Collected data entries

━━━━━━━━━━

//! # Lease: a phone number bound to an account while funds are reserved
//!
//! ## State Machine
//!
//! ```text
//!   (no record) ── allocate ──▶ ┌────────┐  code delivered  ┌──────────┐
//!        ▲                      │ ACTIVE ├─────────────────▶│ CONSUMED │
//!        │                      └───┬────┘                  └──────────┘
//!        └──── release / blacklist ─┘
//!              (record deleted, reservation refunded)
//! ```
//!
//! - **Reserved once**: `reserved_amount` is the project's unit price at the
//!   moment the lease was created and never changes afterwards, except to
//!   drop to zero on consumption.
//! - **Consumed is terminal**: captured funds are spent, never refunded.

use chrono::{DateTime, Utc};
use rust_decimal::Decimal;
use serde::{Deserialize, Serialize};

use crate::{AccountId, Carrier, LeaseError, PhoneNumber, ProjectId, Result, Segment};

/// The lifecycle state of a lease record.
#[derive(Debug, Clone, Copy, PartialEq, Eq, Hash, Serialize, Deserialize)]
pub enum LeaseStatus {
    /// Number is held and the unit price is reserved.
    Active,
    /// A code was delivered and the reservation captured. **Irreversible.**
    Consumed,
}

impl LeaseStatus {
    /// Can a lease in this state move to `target`?
    #[must_use]
    pub fn can_transition_to(&self, target: Self) -> bool {
        matches!((self, target), (Self::Active, Self::Consumed))
    }
}

impl std::fmt::Display for LeaseStatus {
    fn fmt(&self, f: &mut std::fmt::Formatter<'_>) -> std::fmt::Result {
        match self {
            Self::Active => write!(f, "ACTIVE"),
            Self::Consumed => write!(f, "CONSUMED"),
        }
    }
}

/// A lease record. Keyed by `phone` in the lease store.
#[derive(Debug, Clone, PartialEq, Eq, Serialize, Deserialize)]
pub struct Lease {
    pub phone: PhoneNumber,
    /// The account that paid the reservation.
    pub owner: AccountId,
    pub project: ProjectId,
    pub status: LeaseStatus,
    /// Detected carrier class of `phone`.
    pub carrier: Carrier,
    /// Detected segment class of `phone`.
    pub segment: Segment,
    /// Funds moved out of the owner's free balance for this lease.
    pub reserved_amount: Decimal,
    pub leased_at: DateTime<Utc>,
    pub consumed_at: Option<DateTime<Utc>>,
}

impl Lease {
    /// Create a new ACTIVE lease reserving `reserved_amount`.
    #[must_use]
    pub fn new(
        phone: PhoneNumber,
        owner: AccountId,
        project: ProjectId,
        carrier: Carrier,
        segment: Segment,
        reserved_amount: Decimal,
    ) -> Self {
        Self {
            phone,
            owner,
            project,
            status: LeaseStatus::Active,
            carrier,
            segment,
            reserved_amount,
            leased_at: Utc::now(),
            consumed_at: None,
        }
    }

    #[must_use]
    pub fn is_active(&self) -> bool {
        self.status == LeaseStatus::Active
    }

    #[must_use]
    pub fn is_owned_by(&self, account: AccountId) -> bool {
        self.owner == account
    }

    /// Transition to `target`, returning the amount captured by the move.
    ///
    /// Consuming zeroes the reservation; the returned amount is what the
    /// owner has now spent.
    ///
    /// # Errors
    /// Returns `InvalidTransition` if the state machine forbids the move.
    pub fn transition(&mut self, target: LeaseStatus) -> Result<Decimal> {
        if !self.status.can_transition_to(target) {
            return Err(LeaseError::InvalidTransition {
                phone: self.phone.clone(),
                from: self.status,
                to: target,
            });
        }
        self.status = target;
        let captured = self.reserved_amount;
        self.reserved_amount = Decimal::ZERO;
        self.consumed_at = Some(Utc::now());
        Ok(captured)
    }
}

/// A permanent exclusion of a phone number from random allocation within
/// one project.
#[derive(Debug, Clone, PartialEq, Eq, Serialize, Deserialize)]
pub struct BlacklistEntry {
    pub phone: PhoneNumber,
    pub project: ProjectId,
    /// Who asked for the exclusion. Kept for the record only.
    pub owner: AccountId,
    pub created_at: DateTime<Utc>,
}

impl BlacklistEntry {
    #[must_use]
    pub fn new(phone: PhoneNumber, project: ProjectId, owner: AccountId) -> Self {
        Self {
            phone,
            project,
            owner,
            created_at: Utc::now(),
        }
    }
}
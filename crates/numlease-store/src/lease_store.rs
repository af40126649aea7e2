//! Phone number → lease record, unique per phone.
//!
//! The store itself is not synchronized; it lives inside a
//! [`NumberBook`](crate::NumberBook) shard and is only touched under that
//! shard's lock.

use std::collections::HashMap;

use numlease_types::{AccountId, Lease, LeaseError, LeaseStatus, PhoneNumber, ProjectId, Result};
use rust_decimal::Decimal;

/// Result of [`LeaseStore::insert_if_absent`].
#[derive(Debug, Clone, Copy, PartialEq, Eq)]
pub enum InsertOutcome {
    Inserted,
    /// An active lease already holds the phone. Nothing was written.
    Conflict,
}

#[derive(Debug, Default, Clone)]
pub struct LeaseStore {
    leases: HashMap<PhoneNumber, Lease>,
}

impl LeaseStore {
    #[must_use]
    pub fn new() -> Self {
        Self::default()
    }

    /// Insert `lease` unless an active lease exists for its phone.
    ///
    /// A consumed record for the same phone is history and gets replaced.
    pub fn insert_if_absent(&mut self, lease: Lease) -> InsertOutcome {
        if self.leases.get(&lease.phone).is_some_and(Lease::is_active) {
            return InsertOutcome::Conflict;
        }
        self.leases.insert(lease.phone.clone(), lease);
        InsertOutcome::Inserted
    }

    #[must_use]
    pub fn find(&self, phone: &PhoneNumber) -> Option<&Lease> {
        self.leases.get(phone)
    }

    /// Phones of the active leases `account` holds under `project`.
    #[must_use]
    pub fn find_by_owner_and_project(
        &self,
        account: AccountId,
        project: &ProjectId,
    ) -> Vec<PhoneNumber> {
        let mut phones: Vec<PhoneNumber> = self
            .leases
            .values()
            .filter(|l| l.is_active() && l.is_owned_by(account) && &l.project == project)
            .map(|l| l.phone.clone())
            .collect();
        phones.sort_unstable();
        phones
    }

    /// Move the lease on `phone` to `status`, returning the captured amount.
    ///
    /// # Errors
    /// - `NotFoundOrNotOwned` if there is no record for `phone`
    /// - `InvalidTransition` if the state machine forbids the move
    pub fn update_status(&mut self, phone: &PhoneNumber, status: LeaseStatus) -> Result<Decimal> {
        self.leases
            .get_mut(phone)
            .ok_or_else(|| LeaseError::NotFoundOrNotOwned(phone.clone()))?
            .transition(status)
    }

    /// Delete the record for `phone`, returning it.
    pub fn remove(&mut self, phone: &PhoneNumber) -> Option<Lease> {
        self.leases.remove(phone)
    }

    #[must_use]
    pub fn len(&self) -> usize {
        self.leases.len()
    }

    #[must_use]
    pub fn is_empty(&self) -> bool {
        self.leases.is_empty()
    }

    pub fn iter(&self) -> impl Iterator<Item = &Lease> {
        self.leases.values()
    }
}
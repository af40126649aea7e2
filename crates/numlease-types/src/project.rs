//! Catalog entries: what a verification code is for, and what it costs.

use rust_decimal::Decimal;
use serde::{Deserialize, Serialize};

use crate::ProjectId;

/// A project in the price catalog.
#[derive(Debug, Clone, PartialEq, Eq, Serialize, Deserialize)]
pub struct Project {
    pub id: ProjectId,
    pub name: String,
    /// Amount reserved per lease. Never negative.
    pub unit_price: Decimal,
}

impl Project {
    #[must_use]
    pub fn new(id: impl Into<ProjectId>, name: impl Into<String>, unit_price: Decimal) -> Self {
        Self {
            id: id.into(),
            name: name.into(),
            unit_price,
        }
    }
}
//! # Lease service
//!
//! Async facade in front of the [`LeaseManager`]. Every call goes through
//! the same pipeline:
//!
//! ```text
//! credential ──▶ rate limit ──▶ admission gate ──▶ blocking pool ──▶ Outcome
//! ```
//!
//! The manager runs on `spawn_blocking` with the admission permit moved into
//! the task, so a caller that stops awaiting does not cut an operation short
//! and the permit is returned only when the work is done.

use std::sync::{Arc, Mutex};

use chrono::Utc;
use numlease_core::{Allocation, Delivery, InMemoryCatalog, LeaseManager};
use numlease_store::Snapshot;
use numlease_types::{
    AccountBalance, AccountId, Carrier, LeaseConfig, LeaseError, PhoneNumber, Project, ProjectId,
    Result, Segment,
};
use rust_decimal::Decimal;

use crate::gate::AdmissionGate;
use crate::outcome::Outcome;
use crate::rate_limit::RateLimiter;
use crate::session::SessionResolver;

/// The lease operations as a transport would call them.
#[derive(Clone)]
pub struct LeaseService {
    manager: Arc<LeaseManager>,
    catalog: Arc<InMemoryCatalog>,
    sessions: Arc<dyn SessionResolver>,
    limiter: Option<Arc<Mutex<RateLimiter>>>,
    gate: AdmissionGate,
}

impl LeaseService {
    /// Wire a service around an existing manager. Gate capacity and rate
    /// limit come from the manager's configuration.
    #[must_use]
    pub fn new(
        manager: Arc<LeaseManager>,
        catalog: Arc<InMemoryCatalog>,
        sessions: Arc<dyn SessionResolver>,
    ) -> Self {
        let config = manager.config();
        let gate = AdmissionGate::new(config.admission_permits);
        let limiter = config
            .rate_limit
            .map(|limit| Arc::new(Mutex::new(RateLimiter::new(limit))));
        Self {
            manager,
            catalog,
            sessions,
            limiter,
            gate,
        }
    }

    /// Build manager and service from configuration alone.
    #[must_use]
    pub fn from_config(
        config: LeaseConfig,
        catalog: Arc<InMemoryCatalog>,
        sessions: Arc<dyn SessionResolver>,
    ) -> Self {
        let manager = LeaseManager::new(config, catalog.clone());
        Self::new(Arc::new(manager), catalog, sessions)
    }

    #[must_use]
    pub fn manager(&self) -> &Arc<LeaseManager> {
        &self.manager
    }

    #[must_use]
    pub fn gate(&self) -> &AdmissionGate {
        &self.gate
    }

    /// Lease a random number. Filter code 0 means "any".
    pub async fn get_phone(
        &self,
        credential: &str,
        project: &str,
        carrier: u8,
        segment: u8,
    ) -> Outcome<Allocation> {
        let project = ProjectId::new(project);
        let result = async {
            let account = self.admit_caller(credential)?;
            let carrier = Carrier::filter_from_code(carrier)?;
            let segment = Segment::filter_from_code(segment)?;
            self.run(move |mgr| mgr.allocate_random(account, &project, carrier, segment))
                .await
        }
        .await;
        Outcome::from_result(result, "phone leased")
    }

    /// Lease a caller-chosen number.
    pub async fn get_specified_phone(
        &self,
        credential: &str,
        project: &str,
        phone: &str,
        carrier: u8,
        segment: u8,
    ) -> Outcome<Allocation> {
        let project = ProjectId::new(project);
        let phone = PhoneNumber::new(phone);
        let result = async {
            let account = self.admit_caller(credential)?;
            let carrier = Carrier::filter_from_code(carrier)?;
            let segment = Segment::filter_from_code(segment)?;
            self.run(move |mgr| {
                mgr.allocate_specified(account, &project, &phone, carrier, segment)
            })
            .await
        }
        .await;
        Outcome::from_result(result, "phone leased")
    }

    /// Poll a leased number for its verification code.
    pub async fn get_sms_code(&self, credential: &str, project: &str, phone: &str) -> Outcome<Delivery> {
        let project = ProjectId::new(project);
        let phone = PhoneNumber::new(phone);
        let result = async {
            let account = self.admit_caller(credential)?;
            self.run(move |mgr| mgr.consume(account, &project, &phone)).await
        }
        .await;
        let message = match &result {
            Ok(Delivery::Pending) => "no code yet",
            _ => "code delivered",
        };
        Outcome::from_result(result, message)
    }

    /// Give a leased number back.
    pub async fn release_phone(&self, credential: &str, project: &str, phone: &str) -> Outcome<()> {
        let project = ProjectId::new(project);
        let phone = PhoneNumber::new(phone);
        let result = async {
            let account = self.admit_caller(credential)?;
            self.run(move |mgr| mgr.release(account, &project, &phone)).await
        }
        .await;
        Outcome::from_result(result, "phone released")
    }

    /// Exclude a number from random allocation for a project.
    pub async fn blacklist_phone(&self, credential: &str, project: &str, phone: &str) -> Outcome<()> {
        let project = ProjectId::new(project);
        let phone = PhoneNumber::new(phone);
        let result = async {
            let account = self.admit_caller(credential)?;
            self.run(move |mgr| mgr.blacklist(account, &project, &phone)).await
        }
        .await;
        Outcome::from_result(result, "phone blacklisted")
    }

    pub async fn balance(&self, credential: &str) -> Outcome<AccountBalance> {
        let result = async {
            let account = self.admit_caller(credential)?;
            self.run(move |mgr| mgr.balance(account)).await
        }
        .await;
        Outcome::from_result(result, "balance")
    }

    /// Add funds to the caller's account.
    pub async fn recharge(&self, credential: &str, amount: Decimal) -> Outcome<AccountBalance> {
        let result = async {
            let account = self.admit_caller(credential)?;
            self.run(move |mgr| mgr.deposit(account, amount)).await
        }
        .await;
        Outcome::from_result(result, "recharged")
    }

    /// Projects matching an exact id and/or a name fragment.
    pub async fn search_projects(
        &self,
        credential: &str,
        id: Option<&str>,
        name: Option<&str>,
    ) -> Outcome<Vec<Project>> {
        let result = self
            .admit_caller(credential)
            .and_then(|_| self.catalog.search(id.map(ProjectId::new).as_ref(), name));
        Outcome::from_result(result, "projects")
    }

    /// Consistent dump of all lease state.
    pub async fn snapshot(&self) -> Result<Snapshot> {
        self.run(LeaseManager::snapshot).await
    }

    /// Resolve the credential and charge one call to the account's window.
    fn admit_caller(&self, credential: &str) -> Result<AccountId> {
        let account = self.sessions.resolve(credential)?;
        if let Some(limiter) = &self.limiter {
            let now_ms = u64::try_from(Utc::now().timestamp_millis()).unwrap_or(0);
            limiter.lock()?.check_and_record(account, now_ms)?;
        }
        Ok(account)
    }

    /// Run `op` on the blocking pool under an admission permit.
    async fn run<T, F>(&self, op: F) -> Result<T>
    where
        T: Send + 'static,
        F: FnOnce(&LeaseManager) -> Result<T> + Send + 'static,
    {
        let admission = self.gate.try_admit()?;
        let manager = Arc::clone(&self.manager);
        tokio::task::spawn_blocking(move || {
            let _admission = admission;
            op(&manager)
        })
        .await
        .map_err(|err| {
            tracing::warn!(error = %err, "Lease operation task failed");
            LeaseError::Internal(format!("lease task failed: {err}"))
        })?
    }
}
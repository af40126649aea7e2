//! Permanently excluded (phone, project) pairs.
//!
//! Like [`LeaseStore`](crate::LeaseStore), this is only touched under a
//! [`NumberBook`](crate::NumberBook) shard lock.

use std::collections::HashMap;

use numlease_types::{AccountId, BlacklistEntry, PhoneNumber, ProjectId};

/// Result of [`BlacklistStore::insert`].
#[derive(Debug, Clone, Copy, PartialEq, Eq)]
pub enum BlacklistInsert {
    Inserted,
    AlreadyPresent,
}

#[derive(Debug, Default, Clone)]
pub struct BlacklistStore {
    entries: HashMap<PhoneNumber, HashMap<ProjectId, BlacklistEntry>>,
}

impl BlacklistStore {
    #[must_use]
    pub fn new() -> Self {
        Self::default()
    }

    #[must_use]
    pub fn contains(&self, phone: &PhoneNumber, project: &ProjectId) -> bool {
        self.entries
            .get(phone)
            .is_some_and(|scopes| scopes.contains_key(project))
    }

    /// Exclude `phone` within `project`. An existing entry is left as is.
    pub fn insert(
        &mut self,
        phone: PhoneNumber,
        project: ProjectId,
        account: AccountId,
    ) -> BlacklistInsert {
        let scopes = self.entries.entry(phone.clone()).or_default();
        if scopes.contains_key(&project) {
            return BlacklistInsert::AlreadyPresent;
        }
        scopes.insert(
            project.clone(),
            BlacklistEntry::new(phone, project, account),
        );
        BlacklistInsert::Inserted
    }

    /// Put back an exported entry as is.
    pub fn restore(&mut self, entry: BlacklistEntry) {
        self.entries
            .entry(entry.phone.clone())
            .or_default()
            .insert(entry.project.clone(), entry);
    }

    /// Lift the exclusion of `phone` within `project`.
    pub fn remove(&mut self, phone: &PhoneNumber, project: &ProjectId) -> Option<BlacklistEntry> {
        let scopes = self.entries.get_mut(phone)?;
        let removed = scopes.remove(project);
        if scopes.is_empty() {
            self.entries.remove(phone);
        }
        removed
    }

    /// Number of (phone, project) entries.
    #[must_use]
    pub fn len(&self) -> usize {
        self.entries.values().map(HashMap::len).sum()
    }

    #[must_use]
    pub fn is_empty(&self) -> bool {
        self.entries.is_empty()
    }

    pub fn iter(&self) -> impl Iterator<Item = &BlacklistEntry> {
        self.entries.values().flat_map(HashMap::values)
    }
}

#[cfg(test)]
mod tests {
    use super::*;

    #[test]
    fn insert_is_scoped_by_project() {
        let mut bl = BlacklistStore::new();
        let phone = PhoneNumber::new("13800000001");
        let acct = AccountId::new();
        assert_eq!(
            bl.insert(phone.clone(), "p".into(), acct),
            BlacklistInsert::Inserted
        );
        assert!(bl.contains(&phone, &"p".into()));
        assert!(!bl.contains(&phone, &"q".into()));
        assert_eq!(
            bl.insert(phone.clone(), "q".into(), acct),
            BlacklistInsert::Inserted
        );
        assert_eq!(bl.len(), 2);
    }

    #[test]
    fn duplicate_insert_keeps_original() {
        let mut bl = BlacklistStore::new();
        let phone = PhoneNumber::new("13800000001");
        let first = AccountId::new();
        bl.insert(phone.clone(), "p".into(), first);
        assert_eq!(
            bl.insert(phone.clone(), "p".into(), AccountId::new()),
            BlacklistInsert::AlreadyPresent
        );
        assert_eq!(bl.iter().next().unwrap().owner, first);
    }

    #[test]
    fn remove_only_touches_one_scope() {
        let mut bl = BlacklistStore::new();
        let phone = PhoneNumber::new("13800000001");
        bl.insert(phone.clone(), "p".into(), AccountId::new());
        bl.insert(phone.clone(), "q".into(), AccountId::new());

        assert!(bl.remove(&phone, &"p".into()).is_some());
        assert!(!bl.contains(&phone, &"p".into()));
        assert!(bl.contains(&phone, &"q".into()));
        assert!(bl.remove(&phone, &"p".into()).is_none());

        bl.remove(&phone, &"q".into());
        assert!(bl.is_empty());
    }
}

━━━━━━━━━━

» **Goal of the exercise**
Starting at the first line of the records above, please copy each line exactly until you reach the line containing "Hash, Serialize, Deserialize)]". Include that line and stop there.

» **Response area**
//! # Lease: a phone number bound to an account while funds are reserved
//!
//! ## State Machine
//!
//! ```text
//!   (no record) ── allocate ──▶ ┌────────┐  code delivered  ┌──────────┐
//!        ▲                      │ ACTIVE ├─────────────────▶│ CONSUMED │
//!        │                      └───┬────┘                  └──────────┘
//!        └──── release / blacklist ─┘
//!              (record deleted, reservation refunded)
//! ```
//!
//! - **Reserved once**: `reserved_amount` is the project's unit price at the
//!   moment the lease was created and never changes afterwards, except to
//!   drop to zero on consumption.
//! - **Consumed is terminal**: captured funds are spent, never refunded.

use chrono::{DateTime, Utc};
use rust_decimal::Decimal;
use serde::{Deserialize, Serialize};

use crate::{AccountId, Carrier, LeaseError, PhoneNumber, ProjectId, Result, Segment};

/// The lifecycle state of a lease record.
#[derive(Debug, Clone, Copy, PartialEq, Eq, Hash, Serialize, Deserialize)]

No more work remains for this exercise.